Sultan llegó a nuestras vidas en 2005 y durante ocho años fue ese ser que nos esperaba cada tarde en la puerta, ronroneando como si tuviéramos que contarle cada detalle de nuestro día porque para él éramos lo más importante que existía. Te acordás de cómo se metía en la cocina apenas escuchaba abrir la heladera, o cómo se acostaba sobre los papeles que estábamos leyendo con esa determinación de gato que sabía exactamente dónde hacerse notar.
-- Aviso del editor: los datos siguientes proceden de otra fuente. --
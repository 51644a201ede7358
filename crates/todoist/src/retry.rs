//! Retry logic with exponential backoff for throttled and failed requests.

use crate::error::{Error, Result};
use reconcile::Deadline;
use std::thread;
use std::time::{Duration, SystemTime, UNIX_EPOCH};

/// Retry configuration for API requests.
#[derive(Debug, Clone, PartialEq)]
pub struct RetryConfig {
    /// Maximum number of attempts, the first one included
    pub max_attempts: u32,
    /// Delay before the first retry
    pub base_delay: Duration,
    /// Multiplier for exponential backoff
    pub backoff_factor: f64,
    /// Maximum delay between retries, before jitter
    pub max_delay: Duration,
    /// Upper bound of the random extra delay added to each backoff
    pub jitter: Duration,
}

impl Default for RetryConfig {
    fn default() -> Self {
        Self {
            max_attempts: 6,
            base_delay: Duration::from_millis(500),
            backoff_factor: 2.0,
            max_delay: Duration::from_secs(10),
            jitter: Duration::from_millis(200),
        }
    }
}

impl RetryConfig {
    /// Create a config that never retries.
    pub fn no_retry() -> Self {
        Self {
            max_attempts: 1,
            ..Self::default()
        }
    }

    /// Backoff for a given attempt number (0-indexed), without jitter.
    pub fn delay_for_attempt(&self, attempt: u32) -> Duration {
        let delay = self.base_delay.as_secs_f64() * self.backoff_factor.powi(attempt as i32);
        let capped = delay.min(self.max_delay.as_secs_f64());
        Duration::from_secs_f64(capped)
    }

    /// Wait before retrying after `error`: the server's `Retry-After` when
    /// given, otherwise backoff plus jitter.
    fn wait_for(&self, attempt: u32, error: &Error) -> Duration {
        error
            .retry_after()
            .unwrap_or_else(|| self.delay_for_attempt(attempt) + jitter(self.jitter))
    }
}

fn jitter(bound: Duration) -> Duration {
    let bound_ms = bound.as_millis() as u64;
    if bound_ms == 0 {
        return Duration::ZERO;
    }
    let nanos = SystemTime::now()
        .duration_since(UNIX_EPOCH)
        .map_or(0, |d| u64::from(d.subsec_nanos()));
    Duration::from_millis(nanos % bound_ms)
}

/// Execute an operation with retry logic.
///
/// Retryable errors are retried with backoff until attempts run out. A
/// retry that could not start before `deadline` is not attempted; the
/// last error is returned instead.
pub fn with_retry<T, F>(config: &RetryConfig, deadline: &Deadline, mut operation: F) -> Result<T>
where
    F: FnMut() -> Result<T>,
{
    let max_attempts = config.max_attempts.max(1);
    let mut attempt = 0;
    loop {
        if deadline.is_expired() {
            return Err(Error::DeadlineExceeded);
        }

        let err = match operation() {
            Ok(value) => return Ok(value),
            Err(err) => err,
        };

        if !err.is_retryable() || attempt + 1 >= max_attempts {
            return Err(err);
        }

        let delay = config.wait_for(attempt, &err);
        if deadline.remaining().is_some_and(|left| left <= delay) {
            log::debug!("not retrying, deadline too close: {err}");
            return Err(err);
        }

        log::warn!(
            "attempt {}/{} failed: {}; retrying in {}ms",
            attempt + 1,
            max_attempts,
            err,
            delay.as_millis()
        );
        thread::sleep(delay);
        attempt += 1;
    }
}
//! Subcommand implementations.
//!
//! Each command loads what it needs, talks to Todoist through a
//! [`Session`] and renders for humans or, with `--json`, for machines.

pub mod apply;
pub mod export;
pub mod plan;
pub mod validate;

use anyhow::{Context as AnyhowContext, Result};
use reconcile::{Deadline, DesiredSpec, Plan, PruneOptions, Snapshot, build_plan, build_snapshot};
use std::time::Duration;
use todoist::{Client, HttpClient};

use crate::Context;
use crate::config;
use crate::token;

/// Authenticated connection to the Todoist API
pub struct Session {
    pub client: Client,
    timeout: Duration,
    /// Bounds the snapshot and, unless restarted, the apply after it
    deadline: Deadline,
}

impl Session {
    pub fn connect(ctx: &Context) -> Result<Self> {
        let (token, source) = token::discover()?;
        log::info!("Using API token from {source}");
        let http = HttpClient::new(token).with_base_url(&ctx.base_url);
        Ok(Self {
            client: Client::new(http),
            timeout: ctx.timeout,
            deadline: Deadline::after(ctx.timeout),
        })
    }

    pub fn deadline(&self) -> Deadline {
        self.deadline
    }

    /// Start the time limit over, after waiting on the user
    pub fn restart_deadline(&mut self) {
        self.deadline = Deadline::after(self.timeout);
    }

    pub fn snapshot(&self) -> Result<Snapshot> {
        let snapshot = build_snapshot(&self.client, &self.deadline())
            .context("Could not read current Todoist state")?;
        log::info!(
            "Fetched {} projects, {} labels, {} filters, {} tasks",
            snapshot.containers.len(),
            snapshot.tags.len(),
            snapshot.saved_queries.len(),
            snapshot.work_items.len()
        );
        Ok(snapshot)
    }
}

/// Everything a plan run produces, kept together for apply
pub struct Planned {
    pub desired: DesiredSpec,
    pub snapshot: Snapshot,
    pub plan: Plan,
}

/// Load the desired state, capture the remote side and diff them
pub fn plan_against_remote(ctx: &Context, session: &Session, prune: bool) -> Result<Planned> {
    let desired = config::load(&ctx.file)?.to_desired();
    let snapshot = session.snapshot()?;
    let plan = build_plan(&desired, &snapshot, PruneOptions { enabled: prune })?;
    log::debug!("Planned {} operations", plan.operations.len());
    Ok(Planned {
        desired,
        snapshot,
        plan,
    })
}
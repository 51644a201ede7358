//! `tidyist validate`: check the desired-state file offline.

use anyhow::Result;
use serde_json::json;

use crate::Context;
use crate::config::{self, ValidationError};
use crate::ui;

pub fn run(ctx: &Context) -> Result<()> {
    match config::load(&ctx.file) {
        Ok(config) => {
            if ctx.json {
                return ui::print_json(&json!({ "valid": true }));
            }
            ui::success(&format!("{} is valid", ctx.file.display()));
            if !ctx.quiet {
                ui::kv("name", &config.name);
                ui::kv(
                    "entities",
                    &format!(
                        "{} projects, {} labels, {} filters, {} tasks",
                        config.projects.len(),
                        config.labels.len(),
                        config.filters.len(),
                        config.tasks.len()
                    ),
                );
            }
            Ok(())
        }
        Err(err) => {
            if ctx.json {
                let errors = match err.downcast_ref::<ValidationError>() {
                    Some(invalid) => invalid.0.clone(),
                    None => vec![format!("{err:#}")],
                };
                ui::print_json(&json!({ "valid": false, "errors": errors }))?;
            }
            Err(err)
        }
    }
}
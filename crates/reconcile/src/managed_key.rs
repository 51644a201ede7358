//! Managed key annotation embedded in work item descriptions.
//!
//! A managed work item carries a line `TIDYIST_KEY: <key>` in its
//! description. The key anchors identity when no native id is given.

/// Prefix token of the annotation line
pub const PREFIX: &str = "TIDYIST_KEY:";

/// Extract the managed key from a description.
///
/// Lines are scanned top to bottom; the first annotation line with a
/// non-empty key wins.
pub fn extract(description: &str) -> Option<&str> {
    description
        .lines()
        .filter_map(|line| line.trim().strip_prefix(PREFIX))
        .map(str::trim)
        .find(|key| !key.is_empty())
}

/// Description with every annotation line removed, trimmed
pub fn strip(description: &str) -> String {
    description
        .lines()
        .filter(|line| !line.trim().starts_with(PREFIX))
        .collect::<Vec<_>>()
        .join("\n")
        .trim()
        .to_string()
}

/// Build the description to store remotely.
///
/// The user text comes first, the annotation on its own last line.
/// Returns `None` when there is neither text nor key to write.
pub fn embed(description: Option<&str>, key: Option<&str>) -> Option<String> {
    let base = description.map(strip).unwrap_or_default();
    match key.filter(|k| !k.is_empty()) {
        None => description.map(|_| base),
        Some(key) if base.is_empty() => Some(format!("{PREFIX} {key}")),
        Some(key) => Some(format!("{base}\n{PREFIX} {key}")),
    }
}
Dejó un silencio en la casa que todavía duele, porque no es lo mismo caminar por los pasillos sin alguien que te siga, sin esos ojos mirándote como si fueras lo único que valía la pena en el mundo.
Vanesa J.
22 de junio de 2026
No hay palabras pero acá estoy.
Rodrigo Flores
6 de abril de 2026
Que lindo fue tenerlo aunque haya sido poco tiempo.
Ignacio Miranda
21 de marzo de 2026
Que descanse en paz. Fue muy querido.
Agustina Ortiz
20 de febrero de 2026
El amor que se da siempre vuelve. Un abrazo.
Adrián Mendoza
21 de octubre de 2025
Un abrazo. No hay palabras para este dolor.
Diego Ramírez
6 de mayo de 2025
Esos ojos que te miraban con todo el amor del mundo. Eterno.